**SOURCE RECORDS:**
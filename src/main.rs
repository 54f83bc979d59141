//! Entry point: parse CLI and dispatch to command handlers.

use anyhow::Context;
use clap::Parser;
use nba_dash::{
    bdl::http::GamesQuery,
    cli::{Commands, GetCmd, MockCmd, NbaDash},
    commands::{
        build_service, game_data::handle_game, game_data::handle_games, handle_serve,
        mock_data::{handle_mock_player, handle_mock_standing},
        player_data::handle_player,
        team_data::{handle_team_stats, handle_teams},
    },
    config::Config,
    fallback::FallbackGenerator,
};
use tracing_subscriber::EnvFilter;

/// Run the CLI.
#[tokio::main]
async fn main() -> anyhow::Result<()> {
    let app = NbaDash::parse();
    let config = Config::from_env().context("failed to read configuration")?;

    tracing_subscriber::fmt()
        .with_env_filter(
            EnvFilter::try_from_default_env().unwrap_or_else(|_| EnvFilter::new("nba_dash=info")),
        )
        .with_writer(std::io::stderr)
        .init();

    match app.command {
        Commands::Serve { bind } => {
            let service = build_service(&config).context("failed to build stats client")?;
            handle_serve(service, bind.unwrap_or(config.bind))
                .await
                .context("server error")?;
        }

        Commands::Get { cmd } => {
            let service = build_service(&config).context("failed to build stats client")?;
            let output = match cmd {
                GetCmd::Teams { output } => handle_teams(&service, output.json).await?,

                GetCmd::TeamStats {
                    team_id,
                    season,
                    stat,
                    output,
                } => handle_team_stats(&service, team_id, season, stat, output.json).await?,

                GetCmd::Player {
                    player_id,
                    season,
                    output,
                } => handle_player(&service, player_id, season, output.json).await?,

                GetCmd::Games {
                    season,
                    team_id,
                    cursor,
                    per_page,
                    postseason,
                    status,
                    output,
                } => {
                    let query = GamesQuery {
                        cursor,
                        per_page: Some(per_page),
                        postseason: postseason.then_some(true),
                        ..GamesQuery::for_season(season)
                    }
                    .with_team(team_id);
                    handle_games(&service, &query, status.as_deref(), output.json).await?
                }

                GetCmd::Game { game_id, output } => {
                    handle_game(&service, game_id, output.json).await?
                }
            };
            println!("{output}");
        }

        Commands::Mock { cmd } => {
            let output = match cmd {
                MockCmd::Player {
                    player_id,
                    position,
                    season,
                    seed,
                    output,
                } => {
                    let generator = FallbackGenerator::from_seed(seed.or(config.mock_seed));
                    handle_mock_player(
                        &generator,
                        player_id,
                        position.unwrap_or_default(),
                        season,
                        output.json,
                    )?
                }

                MockCmd::Standing {
                    team_id,
                    season,
                    wins,
                    seed,
                    output,
                } => {
                    let generator = FallbackGenerator::from_seed(seed.or(config.mock_seed));
                    handle_mock_standing(&generator, team_id, season, wins, output.json)?
                }
            };
            println!("{output}");
        }
    }

    Ok(())
}
//! Data behind the dashboard's table and chart widgets.
//!
//! Everything here is a pure function of a team's [`PlayerWithStats`] list,
//! so the same series feed the JSON chart endpoint and the CLI tables.

pub mod charts;

#[cfg(test)]
mod tests;

use serde::{Deserialize, Serialize};

use crate::bdl::types::PlayerWithStats;
use crate::cli::types::{LeaderStat, PlayerId};

pub use charts::{
    filter_games_by_status, leaderboard, performance_radar, points_distribution,
    position_color, shooting_efficiency, short_name, ChartData, Dataset, LeaderboardRow,
};

/// All widget series for one team page.
#[derive(Debug, Clone, PartialEq, Serialize, Deserialize)]
#[serde(rename_all = "camelCase")]
pub struct DashboardCharts {
    pub stat: LeaderStat,
    pub leaderboard: Vec<LeaderboardRow>,
    pub points_distribution: ChartData,
    pub shooting_efficiency: ChartData,
    pub performance_radar: ChartData,
}

impl DashboardCharts {
    pub fn build(players: &[PlayerWithStats], stat: LeaderStat, compare: &[PlayerId]) -> Self {
        Self {
            stat,
            leaderboard: leaderboard(players, stat),
            points_distribution: points_distribution(players),
            shooting_efficiency: shooting_efficiency(players),
            performance_radar: performance_radar(players, compare),
        }
    }
}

**DESCRIPTION OF THE TASK:**
Each line of the data should be reproduced exactly as it appears.

**RESULT:**
filename src/main.rs
repository 54f83bc979d59141
//! Entry point: parse CLI and dispatch to command handlers.

use anyhow::Context;
use clap::Parser;
use nba_dash::{
    bdl::http::GamesQuery,
    cli::{Commands, GetCmd, MockCmd, NbaDash},
    commands::{
        build_service, game_data::handle_game, game_data::handle_games, handle_serve,
        mock_data::{handle_mock_player, handle_mock_standing},
        player_data::handle_player,
        team_data::{handle_team_stats, handle_teams},
    },
    config::Config,
    fallback::FallbackGenerator,
};
use tracing_subscriber::EnvFilter;

/// Run the CLI.
#[tokio::main]
async fn main() -> anyhow::Result<()> {
    let app = NbaDash::parse();
    let config = Config::from_env().context("failed to read configuration")?;

    tracing_subscriber::fmt()
        .with_env_filter(
            EnvFilter::try_from_default_env().unwrap_or_else(|_| EnvFilter::new("nba_dash=info")),
        )
        .with_writer(std::io::stderr)
        .init();

    match app.command {
        Commands::Serve { bind } => {
            let service = build_service(&config).context("failed to build stats client")?;
            handle_serve(service, bind.unwrap_or(config.bind))
                .await
                .context("server error")?;
        }

        Commands::Get { cmd } => {
            let service = build_service(&config).context("failed to build stats client")?;
            let output = match cmd {
                GetCmd::Teams { output } => handle_teams(&service, output.json).await?,

                GetCmd::TeamStats {
                    team_id,
                    season,
                    stat,
                    output,
                } => handle_team_stats(&service, team_id, season, stat, output.json).await?,

                GetCmd::Player {
                    player_id,
                    season,
                    output,
                } => handle_player(&service, player_id, season, output.json).await?,

                GetCmd::Games {
                    season,
                    team_id,
                    cursor,
                    per_page,
                    postseason,
                    status,
                    output,
                } => {
                    let query = GamesQuery {
                        cursor,
                        per_page: Some(per_page),
                        postseason: postseason.then_some(true),
                        ..GamesQuery::for_season(season)
                    }
                    .with_team(team_id);
                    handle_games(&service, &query, status.as_deref(), output.json).await?
                }

                GetCmd::Game { game_id, output } => {
                    handle_game(&service, game_id, output.json).await?
                }
            };
            println!("{output}");
        }

        Commands::Mock { cmd } => {
            let output = match cmd {
                MockCmd::Player {
                    player_id,
                    position,
                    season,
                    seed,
                    output,
                } => {
                    let generator = FallbackGenerator::from_seed(seed.or(config.mock_seed));
                    handle_mock_player(
                        &generator,
                        player_id,
                        position.unwrap_or_default(),
                        season,
                        output.json,
                    )?
                }

                MockCmd::Standing {
                    team_id,
                    season,
                    wins,
                    seed,
                    output,
                } => {
                    let generator = FallbackGenerator::from_seed(seed.or(config.mock_seed));
                    handle_mock_standing(&generator, team_id, season, wins, output.json)?
                }
            };
            println!("{output}");
        }
    }

    Ok(())
}
//! Data behind the dashboard's table and chart widgets.
//!
//! Everything here is a pure function of a team's [`PlayerWithStats`] list,
//! so the same series feed the JSON chart endpoint and the CLI tables.

pub mod charts;

#[cfg(test)]
mod tests;

use serde::{Deserialize, Serialize};

use crate::bdl::types::PlayerWithStats;
use crate::cli::types::{LeaderStat, PlayerId};

pub use charts::{
    filter_games_by_status, leaderboard, performance_radar, points_distribution,
    position_color, shooting_efficiency, short_name, ChartData, Dataset, LeaderboardRow,
};

/// All widget series for one team page.
#[derive(Debug, Clone, PartialEq, Serialize, Deserialize)]
#[serde(rename_all = "camelCase")]
pub struct DashboardCharts {
    pub stat: LeaderStat,
    pub leaderboard: Vec<LeaderboardRow>,
    pub points_distribution: ChartData,
    pub shooting_efficiency: ChartData,
    pub performance_radar: ChartData,
}

impl DashboardCharts {
    pub fn build(players: &[PlayerWithStats], stat: LeaderStat, compare: &[PlayerId]) -> Self {
        Self {
            stat,
            leaderboard: leaderboard(players, stat),
            points_distribution: points_distribution(players),
            shooting_efficiency: shooting_efficiency(players),
            performance_radar: performance_radar(players, compare),
        }
    }
}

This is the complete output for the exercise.